→ **What you will do**: Your answer should hold every line of the records below that contains the string "PhotoConfig".

═════ Material provided

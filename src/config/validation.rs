//! Configuration validation module
//!
//! This module provides validation functions for application configuration
//! to ensure all required settings are properly configured.

use super::settings::{
    AuthConfig, DatabaseConfig, DirectoryBackend, DirectoryConfig, LoggingConfig, PhotoConfig,
    ReportConfig,
};
use super::Settings;
use crate::utils::errors::{AuditError, Result};

/// Validate all configuration settings
pub fn validate_settings(settings: &Settings) -> Result<()> {
    validate_database_config(&settings.database)?;
    validate_photo_config(&settings.photos)?;
    validate_report_config(&settings.reports)?;
    validate_directory_config(&settings.directory)?;
    validate_auth_config(&settings.auth)?;
    validate_logging_config(&settings.logging)?;

    Ok(())
}

/// Validate database configuration
fn validate_database_config(config: &DatabaseConfig) -> Result<()> {
    if config.url.is_empty() {
        return Err(AuditError::Config("Database URL is required".to_string()));
    }

    if !config.url.starts_with("sqlite:") {
        return Err(AuditError::Config(format!(
            "Database URL must use the sqlite scheme: {}",
            config.url
        )));
    }

    if config.max_connections == 0 {
        return Err(AuditError::Config(
            "Max connections must be greater than 0".to_string(),
        ));
    }

    if config.min_connections > config.max_connections {
        return Err(AuditError::Config(
            "Min connections cannot be greater than max connections".to_string(),
        ));
    }

    Ok(())
}

fn validate_photo_config(config: &PhotoConfig) -> Result<()> {
    if config.root_dir.as_os_str().is_empty() {
        return Err(AuditError::Config("Photo root directory is required".to_string()));
    }

    if config.retention_days == 0 {
        return Err(AuditError::Config(
            "Photo retention must be at least one day".to_string(),
        ));
    }

    Ok(())
}

fn validate_report_config(config: &ReportConfig) -> Result<()> {
    if config.output_dir.as_os_str().is_empty() {
        return Err(AuditError::Config("Report output directory is required".to_string()));
    }

    // Room for the ellipsis.
    if config.solution_char_budget < 4 {
        return Err(AuditError::Config(
            "Solution character budget must be at least 4".to_string(),
        ));
    }

    Ok(())
}

/// Validate directory configuration
fn validate_directory_config(config: &DirectoryConfig) -> Result<()> {
    if config.backend == DirectoryBackend::Redis
        && config.redis_url.as_deref().map_or(true, str::is_empty)
    {
        return Err(AuditError::Config(
            "Redis URL is required for the redis directory backend".to_string(),
        ));
    }

    if config.invite_code_attempts == 0 {
        return Err(AuditError::Config(
            "Invite code attempts must be greater than 0".to_string(),
        ));
    }

    if config.chat_page_size == 0 {
        return Err(AuditError::Config(
            "Chat page size must be greater than 0".to_string(),
        ));
    }

    Ok(())
}

fn validate_auth_config(config: &AuthConfig) -> Result<()> {
    if config.token_secret.is_empty() {
        return Err(AuditError::Config("Auth token secret is required".to_string()));
    }

    Ok(())
}

/// Validate logging configuration
fn validate_logging_config(config: &LoggingConfig) -> Result<()> {
    if config.level.is_empty() {
        return Err(AuditError::Config("Log level is required".to_string()));
    }

    let valid_levels = ["trace", "debug", "info", "warn", "error"];
    if !valid_levels.contains(&config.level.as_str()) {
        return Err(AuditError::Config(format!(
            "Invalid log level: {}. Valid levels: {:?}",
            config.level, valid_levels
        )));
    }

    Ok(())
}

#[cfg(test)]
mod tests {
    use super::*;

    fn valid_settings() -> Settings {
        let mut settings = Settings::default();
        settings.auth.token_secret = "test-secret".to_string();
        settings
    }

    #[test]
    fn test_defaults_validate_once_secret_is_set() {
        assert!(Settings::default().validate().is_err());
        assert!(valid_settings().validate().is_ok());
    }

    #[test]
    fn test_redis_backend_requires_url() {
        let mut settings = valid_settings();
        settings.directory.backend = DirectoryBackend::Redis;
        assert!(settings.validate().is_err());

        settings.directory.redis_url = Some("redis://localhost:6379".to_string());
        assert!(settings.validate().is_ok());
    }

    #[test]
    fn test_rejects_non_sqlite_url_and_bad_level() {
        let mut settings = valid_settings();
        settings.database.url = "postgresql://localhost/audit".to_string();
        assert!(settings.validate().is_err());

        let mut settings = valid_settings();
        settings.logging.level = "verbose".to_string();
        assert!(settings.validate().is_err());
    }
}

══════════

→ **Written solution**:
    AuthConfig, DatabaseConfig, DirectoryBackend, DirectoryConfig, LoggingConfig, PhotoConfig,
fn validate_photo_config(config: &PhotoConfig) -> Result<()> {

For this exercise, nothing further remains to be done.